[Entries supplied — start]

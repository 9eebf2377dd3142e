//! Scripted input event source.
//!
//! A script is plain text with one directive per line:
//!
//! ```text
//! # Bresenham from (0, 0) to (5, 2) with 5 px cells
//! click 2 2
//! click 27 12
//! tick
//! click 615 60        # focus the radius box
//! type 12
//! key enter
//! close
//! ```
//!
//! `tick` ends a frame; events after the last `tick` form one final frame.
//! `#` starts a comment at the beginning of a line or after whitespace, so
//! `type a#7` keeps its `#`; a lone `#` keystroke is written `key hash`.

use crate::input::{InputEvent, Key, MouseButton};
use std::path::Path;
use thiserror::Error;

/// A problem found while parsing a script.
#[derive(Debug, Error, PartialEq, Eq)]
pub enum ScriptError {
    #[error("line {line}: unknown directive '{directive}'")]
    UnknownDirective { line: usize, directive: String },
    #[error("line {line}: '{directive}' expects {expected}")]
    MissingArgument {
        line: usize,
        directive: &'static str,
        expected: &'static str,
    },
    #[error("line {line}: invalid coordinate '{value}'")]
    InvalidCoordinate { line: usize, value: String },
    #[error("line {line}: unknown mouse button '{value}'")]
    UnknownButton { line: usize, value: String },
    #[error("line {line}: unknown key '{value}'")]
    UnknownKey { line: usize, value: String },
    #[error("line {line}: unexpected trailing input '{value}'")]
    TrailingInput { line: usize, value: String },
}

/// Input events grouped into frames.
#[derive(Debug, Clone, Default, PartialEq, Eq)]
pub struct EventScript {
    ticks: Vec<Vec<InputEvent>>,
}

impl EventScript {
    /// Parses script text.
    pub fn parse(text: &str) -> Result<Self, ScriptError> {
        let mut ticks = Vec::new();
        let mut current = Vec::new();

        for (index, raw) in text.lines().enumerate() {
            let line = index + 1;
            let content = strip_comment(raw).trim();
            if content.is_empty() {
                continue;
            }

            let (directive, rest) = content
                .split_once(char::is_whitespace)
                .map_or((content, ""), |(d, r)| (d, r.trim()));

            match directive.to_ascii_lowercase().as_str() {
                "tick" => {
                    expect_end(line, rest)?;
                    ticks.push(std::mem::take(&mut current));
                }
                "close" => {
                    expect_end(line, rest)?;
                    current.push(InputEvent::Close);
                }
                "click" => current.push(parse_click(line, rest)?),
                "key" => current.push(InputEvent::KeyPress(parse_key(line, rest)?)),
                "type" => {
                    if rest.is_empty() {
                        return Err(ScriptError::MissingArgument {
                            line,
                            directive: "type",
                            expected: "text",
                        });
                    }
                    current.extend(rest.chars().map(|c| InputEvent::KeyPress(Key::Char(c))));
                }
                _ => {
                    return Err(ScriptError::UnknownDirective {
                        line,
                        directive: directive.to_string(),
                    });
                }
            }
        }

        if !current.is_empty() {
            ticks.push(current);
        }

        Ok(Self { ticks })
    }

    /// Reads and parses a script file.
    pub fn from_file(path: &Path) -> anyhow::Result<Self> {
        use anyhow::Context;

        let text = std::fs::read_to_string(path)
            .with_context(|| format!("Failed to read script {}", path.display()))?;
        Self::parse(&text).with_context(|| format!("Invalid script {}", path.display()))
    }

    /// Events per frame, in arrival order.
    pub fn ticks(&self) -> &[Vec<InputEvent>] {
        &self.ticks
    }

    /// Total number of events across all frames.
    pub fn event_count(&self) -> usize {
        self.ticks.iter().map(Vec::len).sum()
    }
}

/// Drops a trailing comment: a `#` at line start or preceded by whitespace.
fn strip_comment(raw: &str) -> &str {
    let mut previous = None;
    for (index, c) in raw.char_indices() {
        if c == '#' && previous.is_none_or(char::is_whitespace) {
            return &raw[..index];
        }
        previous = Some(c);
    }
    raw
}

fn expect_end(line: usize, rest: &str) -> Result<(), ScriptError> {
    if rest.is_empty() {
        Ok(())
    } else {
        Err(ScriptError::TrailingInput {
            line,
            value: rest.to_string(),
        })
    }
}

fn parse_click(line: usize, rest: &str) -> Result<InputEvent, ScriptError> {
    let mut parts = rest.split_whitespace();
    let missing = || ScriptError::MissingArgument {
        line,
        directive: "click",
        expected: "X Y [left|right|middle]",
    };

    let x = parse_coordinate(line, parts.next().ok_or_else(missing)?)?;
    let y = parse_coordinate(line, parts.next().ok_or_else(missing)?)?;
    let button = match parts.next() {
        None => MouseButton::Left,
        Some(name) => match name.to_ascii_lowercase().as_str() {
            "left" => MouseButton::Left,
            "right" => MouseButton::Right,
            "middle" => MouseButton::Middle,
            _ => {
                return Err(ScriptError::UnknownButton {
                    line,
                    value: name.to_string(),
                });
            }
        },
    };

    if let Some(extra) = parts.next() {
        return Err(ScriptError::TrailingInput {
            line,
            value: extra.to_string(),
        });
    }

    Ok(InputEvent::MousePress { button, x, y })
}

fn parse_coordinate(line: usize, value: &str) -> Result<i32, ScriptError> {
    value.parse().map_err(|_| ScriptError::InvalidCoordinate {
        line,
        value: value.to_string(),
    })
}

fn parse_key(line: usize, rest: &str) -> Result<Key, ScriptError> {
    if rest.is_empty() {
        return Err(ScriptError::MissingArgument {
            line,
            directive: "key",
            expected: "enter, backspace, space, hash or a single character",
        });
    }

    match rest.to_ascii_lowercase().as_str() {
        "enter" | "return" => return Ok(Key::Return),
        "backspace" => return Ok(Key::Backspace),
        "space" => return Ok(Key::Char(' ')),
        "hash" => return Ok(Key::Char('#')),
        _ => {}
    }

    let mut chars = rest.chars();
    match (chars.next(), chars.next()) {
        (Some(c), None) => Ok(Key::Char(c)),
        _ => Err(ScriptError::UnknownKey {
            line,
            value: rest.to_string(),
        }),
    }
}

[Entries supplied — finish]

Exercise:
Look through the records for the string "UnknownDirective". Copy every line that has it.

Reply:
    UnknownDirective { line: usize, directive: String },
                    return Err(ScriptError::UnknownDirective {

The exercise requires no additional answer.